Home / Publications / "Unforeseen circumstances" in Dutch law: the other...

"Unforeseen circumstances" in Dutch law: the other side of force majeure

24/03/2020

We have discussed the concept of force majeure in the Netherlands. This article focusses on the other side of the coin: the contracting party that is confronted with a party that cannot comply with its contractual obligations because of force majeure. What are the remedies for that party to address its damages?

Under Dutch law, force majeure does not entitle one party to claim damages nor does it unilaterally adjust the agreement with the party that does not perform because of force majeure. This party may suspend its obligations towards the other party until the situation of force majeure ends, but the contractual obligations will revive at that moment unless the agreement has been dissolved or been altered to the new situation.
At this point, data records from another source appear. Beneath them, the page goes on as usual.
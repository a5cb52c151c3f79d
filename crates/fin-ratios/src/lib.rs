#![doc = include_str!("../README.md")]
#![doc(issue_tracker_base_url = "https://github.com/factordynamics/fin-ratios/issues/")]
#![cfg_attr(docsrs, feature(doc_cfg, doc_auto_cfg))]
#![warn(missing_docs)]
#![forbid(unsafe_code)]

pub mod align;
pub mod baseline;
pub mod chart;
pub mod config;
pub mod efficiency;
pub mod engine;
pub mod error;
pub mod liquidity;
pub mod metric;
pub mod metrics;
pub mod period;
pub mod pipeline;
pub mod profitability;
pub mod registry;
pub mod report;
pub mod rows;
pub mod scoring;
pub mod solvency;
pub mod statement;
pub mod traits;

// Re-export core types
pub use align::{AlignedStatements, align};
pub use baseline::IndustryBaseline;
pub use chart::{Chart, ChartKind, Trace};
pub use config::{AnalysisConfig, DEFAULT_LOOKBACK_YEARS};
pub use engine::MetricEngine;
pub use error::{RatioError, Result};
pub use metric::Metric;
pub use metrics::{MetricsTable, RatioSnapshot};
pub use period::Period;
pub use pipeline::{Analysis, Pipeline, StatementSource};
pub use registry::{RatioCategory, RatioInfo, RatioRegistry};
pub use report::{Assessment, MetricFact, ReportSheet};
pub use rows::CanonicalRow;
pub use scoring::{CompositeScore, score};
pub use statement::{FinancialStatement, StatementKind, StatementSet};
pub use traits::{ConfigurableRatio, Ratio, RatioConfig, RowInputs};

/// Crate version
pub const VERSION: &str = env!("CARGO_PKG_VERSION");
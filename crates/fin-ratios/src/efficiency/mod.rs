//! Efficiency ratios.
//!
//! Measure how effectively a company turns its assets and receivables into
//! revenue.

mod current_asset_turnover;
mod days_sales_outstanding;
mod total_asset_turnover;

pub use current_asset_turnover::CurrentAssetTurnover;
pub use days_sales_outstanding::{DaysSalesOutstanding, DaysSalesOutstandingConfig};
pub use total_asset_turnover::TotalAssetTurnover;
//! Current Asset Turnover.

use crate::{
    Metric,
    engine::AVERAGE_CURRENT_ASSETS,
    rows::CanonicalRow,
    traits::{Ratio, RowInputs},
};
use polars::prelude::*;

/// Current Asset Turnover.
///
/// ```text
/// Current Asset Turnover = Revenue / Average Current Assets
/// ```
///
/// The average pairs each period with the next-older one; see
/// [`crate::engine::trailing_average`].
#[derive(Debug, Clone, Copy, Default)]
pub struct CurrentAssetTurnover;

impl Ratio for CurrentAssetTurnover {
    fn metric(&self) -> Metric {
        Metric::CurrentAssetTurnover
    }

    fn description(&self) -> &str {
        "Current Asset Turnover - revenue divided by average current assets"
    }

    fn formula(&self) -> &str {
        "Revenue / Average Current Assets"
    }

    fn required_rows(&self) -> &[CanonicalRow] {
        &[CanonicalRow::Revenue, CanonicalRow::CurrentAssets]
    }

    fn expr(&self, _inputs: &RowInputs) -> Expr {
        CanonicalRow::Revenue.expr() / col(AVERAGE_CURRENT_ASSETS)
    }
}

#[cfg(test)]
mod tests {
    use super::*;

    #[test]
    fn test_current_asset_turnover_computation() {
        let df = df![
            "revenue" => [500.0, 300.0],
            "average_current_assets" => [250.0, 100.0]
        ]
        .unwrap();

        let result = df
            .lazy()
            .select([CurrentAssetTurnover.expr(&RowInputs::new()).alias("cat")])
            .collect()
            .unwrap();

        let values = result.column("cat").unwrap().f64().unwrap();
        assert!((values.get(0).unwrap() - 2.0).abs() < 1e-9);
        assert!((values.get(1).unwrap() - 3.0).abs() < 1e-9);
    }
}
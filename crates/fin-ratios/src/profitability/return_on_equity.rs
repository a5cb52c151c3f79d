//! Return on Equity.

use crate::{
    Metric,
    rows::CanonicalRow,
    traits::{Ratio, RowInputs},
};
use polars::prelude::*;

/// Return on Equity.
///
/// ```text
/// ROE = Net Income / Shareholders' Equity
/// ```
///
/// Negative equity flips the sign; no adjustment is applied.
#[derive(Debug, Clone, Copy, Default)]
pub struct ReturnOnEquity;

impl Ratio for ReturnOnEquity {
    fn metric(&self) -> Metric {
        Metric::ReturnOnEquity
    }

    fn description(&self) -> &str {
        "Return on Equity - net income divided by shareholders' equity"
    }

    fn formula(&self) -> &str {
        "Net Income / Shareholders' Equity"
    }

    fn required_rows(&self) -> &[CanonicalRow] {
        &[CanonicalRow::NetIncome, CanonicalRow::ShareholderEquity]
    }

    fn expr(&self, _inputs: &RowInputs) -> Expr {
        CanonicalRow::NetIncome.expr() / CanonicalRow::ShareholderEquity.expr()
    }
}
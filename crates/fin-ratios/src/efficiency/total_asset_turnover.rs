//! Total Asset Turnover.
//!
//! Total Asset Turnover measures how efficiently a company uses its asset base
//! to generate revenue.

use crate::{
    Metric,
    engine::AVERAGE_TOTAL_ASSETS,
    rows::CanonicalRow,
    traits::{Ratio, RowInputs},
};
use polars::prelude::*;

/// Total Asset Turnover.
///
/// ```text
/// Total Asset Turnover = Revenue / Average Total Assets
/// ```
#[derive(Debug, Clone, Copy, Default)]
pub struct TotalAssetTurnover;

impl Ratio for TotalAssetTurnover {
    fn metric(&self) -> Metric {
        Metric::TotalAssetTurnover
    }

    fn description(&self) -> &str {
        "Total Asset Turnover - revenue divided by average total assets"
    }

    fn formula(&self) -> &str {
        "Revenue / Average Total Assets"
    }

    fn required_rows(&self) -> &[CanonicalRow] {
        &[CanonicalRow::Revenue, CanonicalRow::TotalAssets]
    }

    fn expr(&self, _inputs: &RowInputs) -> Expr {
        CanonicalRow::Revenue.expr() / col(AVERAGE_TOTAL_ASSETS)
    }
}
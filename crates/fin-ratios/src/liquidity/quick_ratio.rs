//! Quick Ratio.
//!
//! Quick Ratio measures a company's ability to pay short-term obligations with
//! its most liquid assets. Also known as the Acid-Test Ratio.

use crate::{
    Metric,
    rows::CanonicalRow,
    traits::{Ratio, RowInputs},
};
use polars::prelude::*;

/// Quick Ratio.
///
/// ```text
/// Quick Ratio = (Current Assets - Inventory) / Current Liabilities
/// ```
///
/// When the balance sheet carries no inventory line the ratio falls back to the
/// current ratio, computed by the identical expression.
#[derive(Debug, Clone, Copy, Default)]
pub struct QuickRatio;

impl Ratio for QuickRatio {
    fn metric(&self) -> Metric {
        Metric::QuickRatio
    }

    fn description(&self) -> &str {
        "Quick Ratio - (current assets minus inventory) divided by current liabilities"
    }

    fn formula(&self) -> &str {
        "(Current Assets - Inventory) / Current Liabilities"
    }

    fn required_rows(&self) -> &[CanonicalRow] {
        &[
            CanonicalRow::CurrentAssets,
            CanonicalRow::Inventory,
            CanonicalRow::CurrentLiabilities,
        ]
    }

    fn expr(&self, inputs: &RowInputs) -> Expr {
        if inputs.contains(CanonicalRow::Inventory) {
            (CanonicalRow::CurrentAssets.expr() - CanonicalRow::Inventory.expr())
                / CanonicalRow::CurrentLiabilities.expr()
        } else {
            CanonicalRow::CurrentAssets.expr() / CanonicalRow::CurrentLiabilities.expr()
        }
    }
}
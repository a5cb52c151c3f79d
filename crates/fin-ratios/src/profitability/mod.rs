//! Profitability ratios.

mod basic_earning_power;
mod profit_margin;
mod return_on_equity;

pub use basic_earning_power::BasicEarningPower;
pub use profit_margin::ProfitMargin;
pub use return_on_equity::ReturnOnEquity;
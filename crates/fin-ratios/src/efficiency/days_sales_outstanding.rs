//! Days Sales Outstanding.
//!
//! DSO expresses outstanding receivables as a number of days of revenue. Lower
//! values mean the company collects faster.

use crate::{
    Metric,
    rows::CanonicalRow,
    traits::{ConfigurableRatio, Ratio, RowInputs},
};
use polars::prelude::*;

/// Configuration for Days Sales Outstanding.
#[derive(Debug, Clone, Copy, serde::Serialize, serde::Deserialize)]
pub struct DaysSalesOutstandingConfig {
    /// Day count used to turn annual revenue into daily revenue (default: 365)
    pub days_per_year: f64,
}

impl Default for DaysSalesOutstandingConfig {
    fn default() -> Self {
        Self {
            days_per_year: 365.0,
        }
    }
}

/// Days Sales Outstanding.
///
/// ```text
/// DSO = Accounts Receivable / (Revenue / 365)
/// ```
///
/// Without an accounts receivable line the metric is undefined (null) for
/// every period.
#[derive(Debug, Clone, Default)]
pub struct DaysSalesOutstanding {
    config: DaysSalesOutstandingConfig,
}

impl Ratio for DaysSalesOutstanding {
    fn metric(&self) -> Metric {
        Metric::DaysSalesOutstanding
    }

    fn description(&self) -> &str {
        "Days Sales Outstanding - accounts receivable measured in days of revenue"
    }

    fn formula(&self) -> &str {
        "(Accounts Receivable / Revenue) * 365"
    }

    fn required_rows(&self) -> &[CanonicalRow] {
        &[CanonicalRow::AccountsReceivable, CanonicalRow::Revenue]
    }

    fn expr(&self, inputs: &RowInputs) -> Expr {
        if inputs.contains(CanonicalRow::AccountsReceivable) {
            CanonicalRow::AccountsReceivable.expr()
                / (CanonicalRow::Revenue.expr() / lit(self.config.days_per_year))
        } else {
            lit(NULL).cast(DataType::Float64)
        }
    }
}

impl ConfigurableRatio for DaysSalesOutstanding {
    type Config = DaysSalesOutstandingConfig;

    fn with_config(config: Self::Config) -> Self {
        Self { config }
    }

    fn config(&self) -> &Self::Config {
        &self.config
    }
}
Since in most contractual relations between parties, it is not a preferred option to dissolve the agreement, a contractual party confronted with force majeure will be primarily focused on having the agreement altered. The easiest solution is to have the parties enter into negotiations and agree to make changes to the agreement that bring their performance obligations in line with the new situation. The reasons to change the original agreement at this point is based on the principles of reasonableness and fairness. In other words, it is unreasonable to keep one party obligated to the full agreement when the other party – due to force majeure – is not able to perform in full what had been originally agreed upon between them.

The same result – although more time consuming – may be reached when one party goes to court and requests permission to alter the subject agreement.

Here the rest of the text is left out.